- First Gulf of Sidra offensive: Part of the Libyan Civil War
| Date | 26–30 March 2011 |
| Location | Coast of the Gulf of Sidra, Libya |
| Result | Pro-Gaddafi victory; Rebel advance repelled; ; Frontline formed between Brega and Ajdabiya; ; |

Belligerents
- Anti-Gaddafi forces National Liberation Army; UNSC forces: Gaddafi Loyalists Libyan Army; Paramilitary forces; Foreign mercenaries; support: Belarus (military advisers);

Commanders and leaders
- Khalifa Haftar: Al-Saadi Gaddafi

Strength
- 3,000+: Saadi Brigade 800 soldiers;

Casualties and losses
- 12+ killed: 7+ killed

= First Gulf of Sidra offensive =

Major rebel offensive of the Libyan Civil War

The First Gulf of Sidra offensive was the second major rebel offensive of the Libyan Civil War. It was mounted by anti-Gaddafi forces immediately after their victory in the Battle of Ajdabiya. The offensive was meant to have the rebel forces quickly reach Gaddafi's hometown of Sirte.

The operation was initially a success with the rebels taking almost 300 km of coast along the Libyan Coastal Highway in just two days. However, by day three into the rebel advance, loyalist troops stopped their advance and the rebels were forced to retreat to their starting positions.

== The offensive ==
=== Rebels capture oil towns and reach western Libya===
After loyalist forces lost the battle for Ajdabiya on 26 March, rebels immediately pressed their momentum and took the oil town of Brega without a fight.

The next day, 27 March, opposition forces continued their push, capturing Ra's Lanuf without a shot fired. By the end of the day, the rebels had entered Bin Jawad, 150 km east of Sirte, again unopposed.

Overall, pro-Gaddafi forces had retreated over 300 km in just two days, stopping at prepared defensive positions around Sirte.

=== Skirmishes along the road to Sirte ===
On 28 March, rebel forces advanced further west toward Sirte and took the town of Nofaliya. After securing Nofaliya, they continued westwards to the village of Harawa. There they tried to negotiate with the tribal leaders for the locals to join their uprising. However, the civilians in the village attacked the rebels with automatic weapons and the opposition was forced to withdraw from Harawa. At the same time, the long rebel column, coming from Bin Jawad, was ambushed a number of times on the highway and the loyalists managed to flank the rebels and attack them from the rear. This forced the opposition forces to withdraw back to Nofaliya, 120 km from Sirte. Some of them even retreated back to Bin Jawad.

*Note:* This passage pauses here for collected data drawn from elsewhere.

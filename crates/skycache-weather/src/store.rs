//! Forecast cache storage, keyed by source id.
//!
//! A record is always replaced whole: `put` never merges with what was there.

use chrono::Utc;
use parking_lot::Mutex;
use rusqlite::{params, Connection, OptionalExtension};
use std::collections::HashMap;
use std::path::Path;

use crate::error::StoreError;
use crate::types::CacheRecord;

/// Key/value persistence for cached forecasts.
pub trait ForecastStore: Send + Sync {
    /// Cached record for `source_id`, if any.
    fn get(&self, source_id: &str) -> Result<Option<CacheRecord>, StoreError>;

    /// Replace the record for `source_id`.
    fn put(&self, source_id: &str, record: &CacheRecord) -> Result<(), StoreError>;

    /// Delete the record for `source_id`. Returns whether one existed.
    fn remove(&self, source_id: &str) -> Result<bool, StoreError>;

    /// All source ids with a cached record, sorted.
    fn source_ids(&self) -> Result<Vec<String>, StoreError>;
}

/// SQLite-backed store; survives restarts.
pub struct SqliteForecastStore {
    conn: Mutex<Connection>,
}

impl SqliteForecastStore {
    /// Open (or create) the cache database at `path`.
    pub fn open<P: AsRef<Path>>(path: P) -> Result<Self, StoreError> {
        if let Some(parent) = path.as_ref().parent() {
            if !parent.as_os_str().is_empty() {
                std::fs::create_dir_all(parent)?;
            }
        }
        let conn = Connection::open(path)?;
        Self::with_connection(conn)
    }

    /// Create an in-memory store (for testing).
    pub fn in_memory() -> Result<Self, StoreError> {
        Self::with_connection(Connection::open_in_memory()?)
    }

    fn with_connection(conn: Connection) -> Result<Self, StoreError> {
        let store = Self {
            conn: Mutex::new(conn),
        };
        store.init_schema()?;
        Ok(store)
    }

    /// Initialize the database schema.
    fn init_schema(&self) -> Result<(), StoreError> {
        self.conn.lock().execute_batch(
            r#"
            CREATE TABLE IF NOT EXISTS forecast_cache (
                source_id TEXT PRIMARY KEY,
                record_json TEXT NOT NULL,
                updated_at INTEGER NOT NULL
            );
            "#,
        )?;
        Ok(())
    }
}

impl ForecastStore for SqliteForecastStore {
    fn get(&self, source_id: &str) -> Result<Option<CacheRecord>, StoreError> {
        let json: Option<String> = self
            .conn
            .lock()
            .query_row(
                "SELECT record_json FROM forecast_cache WHERE source_id = ?1",
                params![source_id],
                |row| row.get(0),
            )
            .optional()?;

        json.map(|json| {
            serde_json::from_str(&json).map_err(|e| StoreError::Corrupt {
                source_id: source_id.to_string(),
                message: e.to_string(),
            })
        })
        .transpose()
    }

    fn put(&self, source_id: &str, record: &CacheRecord) -> Result<(), StoreError> {
        let json = serde_json::to_string(record)?;
        let now = Utc::now().timestamp_millis();

        // Single statement, so readers see either the old or the new record.
        self.conn.lock().execute(
            r#"
            INSERT INTO forecast_cache (source_id, record_json, updated_at)
            VALUES (?1, ?2, ?3)
            ON CONFLICT(source_id) DO UPDATE SET
                record_json = excluded.record_json,
                updated_at = excluded.updated_at
            "#,
            params![source_id, json, now],
        )?;
        Ok(())
    }

    fn remove(&self, source_id: &str) -> Result<bool, StoreError> {
        let count = self.conn.lock().execute(
            "DELETE FROM forecast_cache WHERE source_id = ?1",
            params![source_id],
        )?;
        Ok(count > 0)
    }

    fn source_ids(&self) -> Result<Vec<String>, StoreError> {
        let conn = self.conn.lock();
        let mut stmt = conn.prepare("SELECT source_id FROM forecast_cache ORDER BY source_id")?;
        let ids = stmt
            .query_map([], |row| row.get(0))?
            .collect::<Result<Vec<String>, _>>()?;
        Ok(ids)
    }
}

/// In-process store; contents are lost on exit.
#[derive(Default)]
pub struct MemoryForecastStore {
    records: Mutex<HashMap<String, CacheRecord>>,
}

impl MemoryForecastStore {
    pub fn new() -> Self {
        Self::default()
    }
}

impl ForecastStore for MemoryForecastStore {
    fn get(&self, source_id: &str) -> Result<Option<CacheRecord>, StoreError> {
        Ok(self.records.lock().get(source_id).cloned())
    }

    fn put(&self, source_id: &str, record: &CacheRecord) -> Result<(), StoreError> {
        self.records
            .lock()
            .insert(source_id.to_string(), record.clone());
        Ok(())
    }

    fn remove(&self, source_id: &str) -> Result<bool, StoreError> {
        Ok(self.records.lock().remove(source_id).is_some())
    }

    fn source_ids(&self) -> Result<Vec<String>, StoreError> {
        let mut ids: Vec<String> = self.records.lock().keys().cloned().collect();
        ids.sort();
        Ok(ids)
    }
}
use anyhow::{Context, Result};
use serde::{Deserialize, Serialize};
use std::collections::HashSet;
use std::fmt;
use std::path::{Path, PathBuf};
use std::str::FromStr;
use std::time::Duration;
use url::Url;

/// Configuration validation errors
#[derive(Debug, Clone)]
pub struct ConfigValidationError {
    pub field: String,
    pub message: String,
}

impl std::fmt::Display for ConfigValidationError {
    fn fmt(&self, f: &mut std::fmt::Formatter<'_>) -> std::fmt::Result {
        write!(f, "{}: {}", self.field, self.message)
    }
}

/// Result of config validation
#[derive(Debug, Clone, Default)]
pub struct ValidationResult {
    pub errors: Vec<ConfigValidationError>,
    pub warnings: Vec<ConfigValidationError>,
}

impl ValidationResult {
    /// Returns true if there are no errors (warnings are OK)
    pub fn is_valid(&self) -> bool {
        self.errors.is_empty()
    }

    /// Add an error
    pub fn add_error(&mut self, field: impl Into<String>, message: impl Into<String>) {
        self.errors.push(ConfigValidationError {
            field: field.into(),
            message: message.into(),
        });
    }

    /// Add a warning
    pub fn add_warning(&mut self, field: impl Into<String>, message: impl Into<String>) {
        self.warnings.push(ConfigValidationError {
            field: field.into(),
            message: message.into(),
        });
    }

    /// Get a user-friendly message summarizing all errors
    pub fn error_summary(&self) -> String {
        if self.errors.is_empty() {
            return String::new();
        }
        self.errors
            .iter()
            .map(|e| e.to_string())
            .collect::<Vec<_>>()
            .join("; ")
    }
}

#[derive(Debug, Clone, Serialize, Deserialize)]
pub struct Config {
    /// Application configuration directory; the config file's directory when unset
    #[serde(default)]
    pub config_dir: PathBuf,

    /// Forecast provider settings
    #[serde(default)]
    pub weather: WeatherConfig,

    /// Cache storage settings
    #[serde(default)]
    pub storage: StorageConfig,

    /// Log output settings
    #[serde(default)]
    pub logging: LoggingConfig,

    /// Scheduled forecast feeds, one per display instance
    #[serde(default, skip_serializing_if = "Vec::is_empty")]
    pub feeds: Vec<FeedConfig>,
}

pub const DEFAULT_BASE_URL: &str = "https://www.yr.no/place";
pub const DEFAULT_SYMBOL_BASE_URL: &str = "https://symbol.yr.no/grafikk/sym/b38";
pub const DEFAULT_DATE_FORMAT: &str = "%-d. %B %Y %H:%M";
const DEFAULT_TIMEOUT_SECS: u64 = 10;

#[derive(Debug, Clone, Serialize, Deserialize)]
pub struct WeatherConfig {
    /// Forecast endpoint; requests go to `{base_url}/{place}/forecast.xml`
    #[serde(default = "default_base_url")]
    pub base_url: String,

    /// Where forecast symbol images live
    #[serde(default = "default_symbol_base_url")]
    pub symbol_base_url: String,

    /// HTTP request timeout in seconds
    #[serde(default = "default_timeout_secs")]
    pub request_timeout_secs: u64,

    /// User-Agent sent with every forecast request
    #[serde(default = "default_user_agent")]
    pub user_agent: String,

    /// chrono format string for forecast timestamps
    #[serde(default = "default_date_format")]
    pub date_format: String,
}

fn default_base_url() -> String {
    DEFAULT_BASE_URL.to_string()
}

fn default_symbol_base_url() -> String {
    DEFAULT_SYMBOL_BASE_URL.to_string()
}

fn default_timeout_secs() -> u64 {
    DEFAULT_TIMEOUT_SECS
}

fn default_user_agent() -> String {
    format!("skycache/{}", env!("CARGO_PKG_VERSION"))
}

fn default_date_format() -> String {
    DEFAULT_DATE_FORMAT.to_string()
}

impl Default for WeatherConfig {
    fn default() -> Self {
        Self {
            base_url: default_base_url(),
            symbol_base_url: default_symbol_base_url(),
            request_timeout_secs: default_timeout_secs(),
            user_agent: default_user_agent(),
            date_format: default_date_format(),
        }
    }
}

impl WeatherConfig {
    pub fn request_timeout(&self) -> Duration {
        Duration::from_secs(self.request_timeout_secs)
    }
}

#[derive(Debug, Clone, Default, Serialize, Deserialize)]
pub struct StorageConfig {
    /// SQLite file holding cached forecasts. Defaults to `<config_dir>/forecast_cache.db`.
    #[serde(default, skip_serializing_if = "Option::is_none")]
    pub cache_path: Option<PathBuf>,
}

#[derive(Debug, Clone, Serialize, Deserialize)]
pub struct LoggingConfig {
    /// Default filter directive, overridden by `RUST_LOG`
    #[serde(default = "default_log_level")]
    pub level: String,
}

fn default_log_level() -> String {
    "info".to_string()
}

impl Default for LoggingConfig {
    fn default() -> Self {
        Self {
            level: default_log_level(),
        }
    }
}

/// How often a feed is refreshed.
///
/// Accepts the named recurrences `hourly`, `twicedaily` and `daily`, or an
/// explicit number of minutes written as `"45m"` or `"45"`.
#[derive(Debug, Clone, Copy, PartialEq, Eq, Default, Serialize, Deserialize)]
#[serde(try_from = "String", into = "String")]
pub enum RefreshRate {
    #[default]
    Hourly,
    TwiceDaily,
    Daily,
    Minutes(u32),
}

impl RefreshRate {
    pub fn as_duration(self) -> Duration {
        let minutes = match self {
            RefreshRate::Hourly => 60,
            RefreshRate::TwiceDaily => 12 * 60,
            RefreshRate::Daily => 24 * 60,
            RefreshRate::Minutes(m) => u64::from(m),
        };
        Duration::from_secs(minutes * 60)
    }
}

impl fmt::Display for RefreshRate {
    fn fmt(&self, f: &mut fmt::Formatter<'_>) -> fmt::Result {
        match self {
            RefreshRate::Hourly => write!(f, "hourly"),
            RefreshRate::TwiceDaily => write!(f, "twicedaily"),
            RefreshRate::Daily => write!(f, "daily"),
            RefreshRate::Minutes(m) => write!(f, "{}m", m),
        }
    }
}

impl FromStr for RefreshRate {
    type Err = String;

    fn from_str(s: &str) -> Result<Self, Self::Err> {
        let s = s.trim().to_ascii_lowercase();
        match s.as_str() {
            "hourly" => return Ok(RefreshRate::Hourly),
            "twicedaily" => return Ok(RefreshRate::TwiceDaily),
            "daily" => return Ok(RefreshRate::Daily),
            _ => {}
        }

        let digits = s.strip_suffix('m').unwrap_or(&s);
        match digits.parse::<u32>() {
            Ok(0) => Err("refresh rate must be at least one minute".to_string()),
            Ok(m) => Ok(RefreshRate::Minutes(m)),
            Err(_) => Err(format!(
                "unknown refresh rate '{}' (expected hourly, twicedaily, daily or minutes like '30m')",
                s
            )),
        }
    }
}

impl TryFrom<String> for RefreshRate {
    type Error = String;

    fn try_from(value: String) -> Result<Self, Self::Error> {
        value.parse()
    }
}

impl From<RefreshRate> for String {
    fn from(rate: RefreshRate) -> Self {
        rate.to_string()
    }
}

/// One scheduled forecast feed
#[derive(Debug, Clone, Serialize, Deserialize)]
pub struct FeedConfig {
    /// Stable identifier the cached forecast is stored under
    pub source_id: String,

    /// Provider place path, e.g. `Norway/Oslo/Oslo/Oslo`
    #[serde(default)]
    pub place: String,

    #[serde(default)]
    pub refresh_rate: RefreshRate,
}

impl Default for Config {
    fn default() -> Self {
        let config_dir = dirs::config_dir()
            .unwrap_or_else(|| PathBuf::from("."))
            .join("skycache");

        Self {
            config_dir,
            weather: WeatherConfig::default(),
            storage: StorageConfig::default(),
            logging: LoggingConfig::default(),
            feeds: Vec::new(),
        }
    }
}

impl Config {
    /// Load configuration from the default location, creating it if it doesn't exist
    pub fn load() -> Result<Self> {
        let config_path = Self::config_path()?;
        Self::load_from(&config_path)
    }

    /// Load configuration from an explicit path, creating a default file if missing
    pub fn load_from(config_path: &Path) -> Result<Self> {
        if !config_path.exists() {
            let mut config = Self::default();
            if let Some(parent) = config_path.parent() {
                config.config_dir = parent.to_path_buf();
            }
            config.save_to(config_path)?;
            tracing::info!("Created default config at {}", config_path.display());
            return Ok(config);
        }

        let contents = std::fs::read_to_string(config_path)
            .context("Failed to read config file")?;

        let mut config: Config = toml::from_str(&contents)
            .context("Failed to parse config file")?;

        if config.config_dir.as_os_str().is_empty() {
            if let Some(parent) = config_path.parent() {
                config.config_dir = parent.to_path_buf();
            }
        }

        Ok(config)
    }

    /// Load configuration and validate it
    ///
    /// Returns the config along with any validation warnings; logging them is
    /// left to the caller, which may not have a subscriber installed yet.
    /// Returns an error if validation fails with critical errors.
    pub fn load_validated(config_path: Option<&Path>) -> Result<(Self, ValidationResult)> {
        let config = match config_path {
            Some(path) => Self::load_from(path)?,
            None => Self::load()?,
        };
        let validation = config.validate();

        if !validation.is_valid() {
            anyhow::bail!(
                "Configuration validation failed: {}",
                validation.error_summary()
            );
        }

        Ok((config, validation))
    }

    /// Validate the configuration
    ///
    /// Returns a ValidationResult containing any errors or warnings.
    pub fn validate(&self) -> ValidationResult {
        let mut result = ValidationResult::default();

        self.validate_url(&self.weather.base_url, "weather.base_url", &mut result);
        self.validate_url(
            &self.weather.symbol_base_url,
            "weather.symbol_base_url",
            &mut result,
        );

        if self.weather.request_timeout_secs == 0 {
            result.add_error(
                "weather.request_timeout_secs",
                "Request timeout must be greater than 0",
            );
        } else if self.weather.request_timeout_secs > 300 {
            result.add_warning(
                "weather.request_timeout_secs",
                "Request timeout is unusually long (>300 seconds)",
            );
        }

        if self.weather.date_format.trim().is_empty() {
            result.add_error("weather.date_format", "Date format must not be empty");
        }

        if self.feeds.is_empty() {
            result.add_warning("feeds", "No feeds configured - nothing will be refreshed");
        }

        let mut seen = HashSet::new();
        for (i, feed) in self.feeds.iter().enumerate() {
            let field = format!("feeds[{}]", i);
            if feed.source_id.trim().is_empty() {
                result.add_error(format!("{}.source_id", field), "Source id must not be empty");
            } else if !seen.insert(feed.source_id.as_str()) {
                result.add_error(
                    format!("{}.source_id", field),
                    format!("Duplicate source id: {}", feed.source_id),
                );
            }

            // An empty place is not fatal: the feed exists but every refresh is skipped.
            if feed.place.trim_matches('/').trim().is_empty() {
                result.add_warning(
                    format!("{}.place", field),
                    format!("Feed '{}' has no place and will never refresh", feed.source_id),
                );
            }
        }

        result
    }

    /// Validate a URL field
    fn validate_url(&self, url_str: &str, field_name: &str, result: &mut ValidationResult) {
        match Url::parse(url_str) {
            Ok(url) => {
                if url.scheme() != "http" && url.scheme() != "https" {
                    result.add_error(
                        field_name,
                        format!("URL must use http or https scheme, got: {}", url.scheme()),
                    );
                }

                if url.host().is_none() {
                    result.add_error(field_name, "URL must have a host");
                }

                if let Some(port) = url.port() {
                    if port == 0 {
                        result.add_error(field_name, "Port cannot be 0");
                    }
                }
            }
            Err(e) => {
                result.add_error(field_name, format!("Invalid URL: {}", e));
            }
        }
    }

    /// Feed configured under `source_id`
    pub fn feed(&self, source_id: &str) -> Option<&FeedConfig> {
        self.feeds.iter().find(|f| f.source_id == source_id)
    }

    /// Effective path of the forecast cache database
    pub fn cache_path(&self) -> PathBuf {
        self.storage
            .cache_path
            .clone()
            .unwrap_or_else(|| self.config_dir.join("forecast_cache.db"))
    }

    /// Save configuration to the default location
    pub fn save(&self) -> Result<()> {
        let config_path = Self::config_path()?;
        self.save_to(&config_path)
    }

    /// Save configuration to the given file
    pub fn save_to(&self, config_path: &Path) -> Result<()> {
        if let Some(parent) = config_path.parent() {
            std::fs::create_dir_all(parent)
                .context("Failed to create config directory")?;
        }

        let contents = toml::to_string_pretty(self)
            .context("Failed to serialize config")?;

        std::fs::write(config_path, contents)
            .context("Failed to write config file")?;

        Ok(())
    }

    /// Get the path to the configuration file
    pub fn config_path() -> Result<PathBuf> {
        let config_dir = dirs::config_dir()
            .context("Failed to get config directory")?
            .join("skycache");

        Ok(config_dir.join("config.toml"))
    }
}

=== Counter-offensive by pro-Gaddafi forces ===
On 29 March, pro-Gaddafi forces intensified attacks on Libyan rebels, forcing them to retreat from Nofaliya to Bin Jawad, some 30 km further east. Later, intense fighting over Bin Jawad was reported, including artillery duels, before the rebels fled in hundreds of vehicles, abandoning the town, towards Ra's Lanuf. The opposition's military commanders suggested that lack of discipline and stretched supply lines are partly to blame for the retreat. Later during the day, pro-Gaddafi forces advanced to 20 km away from Ra's Lanuf and began shelling the town with artillery and mortars.

On 30 March, loyalist forces recaptured the oil refinery town of Ra's Lanuf forcing rebels to retreat further to the east. The coalition then began launching air-strikes against Gaddafi's forces around Ra's Lanuf and on the road to Uqayla. Reporters on the ground blamed a sandstorm and low visibility from the air for the lack of air-strikes the previous day. Later during the day, rebels were pulling out of Brega to Ajdabiya. In the evening, the BBC News reported that Brega was in control of pro-Gaddafi forces and they were approaching Ajdabiya. A CNN correspondent in Ajdabiya reported that rebels were "massing outside Ajdabiya for a counter-offensive". During the night, the Coalition attempted an air-strike against loyalist forces. However, they hit an ammunition truck that was near some civilian houses which resulted in the deaths of seven civilians and wounding of 25.

== Aftermath ==

On the morning of 31 March, rebels counter-attacked pro-Gaddafi forces in Brega in an attempt to halt their advance which had reversed nearly all of the previous rebel gains. However, this rebel offensive too was stopped by the better trained and equipped loyalist forces and a stalemate soon developed on the road between Brega and Ajdabiya.